グロいシーンがあります。食事中の方等はご注意ください。



「一時休戦だ。お前らにも一体任せる」



 聖剣を油断なく構えたライが早瀬とイサムに話し掛けた。



「あ? 何仕切ってんだコラ。テメェの指図は受け――」

「――お前、マジで殺すぞ早瀬……いい加減にしろ。死ぬつもりでテメェに【紫電一閃】使っても良いんだぞ」

「……チッ、こんなのが勇者かよ」

「イナミ君、僕達は二体――」

「――気安く呼ぶなクソ勇者。お前らなんか信用出来るか、二人で一体を確実に殺せ。他は俺達がやる」

「ご、ゴメン……」



 一触即発の空気ではあるが、ライが一体、早瀬とイサムで一体を相手取るようだ。

 ユウが何を考えているのかを推し量ることが出来なかったライは殺気の方向と先程の台詞からして戦いには加わってくれると見切りをつけ、トモヨ達に指示を出した。



「残り一体は皆に任せる。倒せないと判断したら援護か向かってくるであろうオークの群れを迎撃しててくれ。俺が二体引き受けるから」

「わ、わかったわ……」



 ユウをチラチラと見つつも真剣な表情で頷いたトモヨはアカリやミサキに戦闘体勢をとらせた。

 リュウはユウの殺気に当てられて腰が抜けていたようだが、震えながらも盾を構えている。

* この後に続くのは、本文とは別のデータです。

use std::fmt;

use serde::{Deserialize, Serialize};

use crate::audio::error::AudioResult;
use crate::audio::pcm;

/// Which way a chunk travels
#[derive(Debug, Clone, Copy, PartialEq, Eq, Hash, Serialize, Deserialize)]
#[serde(rename_all = "snake_case")]
pub enum AudioDirection {
    /// Captured from the microphone, sent to the provider
    Outbound,
    /// Received from the provider, played to the speaker
    Inbound,
}

impl fmt::Display for AudioDirection {
    fn fmt(&self, f: &mut fmt::Formatter<'_>) -> fmt::Result {
        match self {
            AudioDirection::Outbound => f.write_str("outbound"),
            AudioDirection::Inbound => f.write_str("inbound"),
        }
    }
}

/// A unit of PCM16 mono audio
///
/// `sequence` is assigned in arrival order by whoever produces the chunk;
/// consumers never reorder.
#[derive(Debug, Clone, PartialEq, Eq)]
pub struct AudioChunk {
    pub direction: AudioDirection,
    pub sequence: u64,
    pub bytes: Vec<u8>,
}

impl AudioChunk {
    pub fn new(direction: AudioDirection, sequence: u64, bytes: Vec<u8>) -> Self {
        Self {
            direction,
            sequence,
            bytes,
        }
    }

    /// Decode a base64 delta received from the provider
    pub fn from_base64(sequence: u64, payload: &str) -> AudioResult<Self> {
        Ok(Self::new(
            AudioDirection::Inbound,
            sequence,
            pcm::decode_base64(payload)?,
        ))
    }

    pub fn samples(&self) -> Vec<i16> {
        pcm::bytes_to_samples(&self.bytes)
    }

    pub fn duration_ms(&self, sample_rate: u32) -> u64 {
        pcm::duration_ms(self.bytes.len(), sample_rate)
    }

    pub fn is_empty(&self) -> bool {
        self.bytes.is_empty()
    }
}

 対するオークキング達もユウの殺気に反応し、各々武器を向けている。



「「「「「……………………」」」」」



 暫しの間、動向を探りあう両者。



 やがて、痺れを切らしたように早瀬が突っ込んだ。



「何ビビってんだテメェら! 先手必勝だっ!」



 魔族を貪ったお陰で進化を遂げたとはいえ、まだ生まれたて。

 しかし、一般的なオークキングとは違う誕生の仕方をしているので、強さは未知数だ。



「はっ! 豚風情がこの俺様……は? な、何だこいつ!? 反応しやがっただと!?」



 早瀬が相も変わらず認知が遅れるほどの速度で斬り込んだ盾と棍棒を持ったオークキングも初撃は肩を斬られ、悲鳴を上げていたが、二撃目からは《金剛》の効果を下げ、発動箇所を広げたスキル、《鉄壁》によって弾かれることとなった。



「……防御スキルか。僕達にうってつけだね」



 己の固有スキルとの相性の良さに不敵な笑みを浮かべたイサムは剣を掲げると、早瀬と共に盾持ちオークキングを引き付けて離脱した。

 【唯我独尊】の効果範囲に早瀬以外の味方を入れない為だろう。



「残り三体……」



 仲間が一体、挑発に乗って消えていったというのにも関わらず残った三体はライ達を見つめるのみ。



 残ったのは魔族の斧を構えているオークキングと何処からか拾ってきたらしい杖と槍を持った二体のオークキングだ。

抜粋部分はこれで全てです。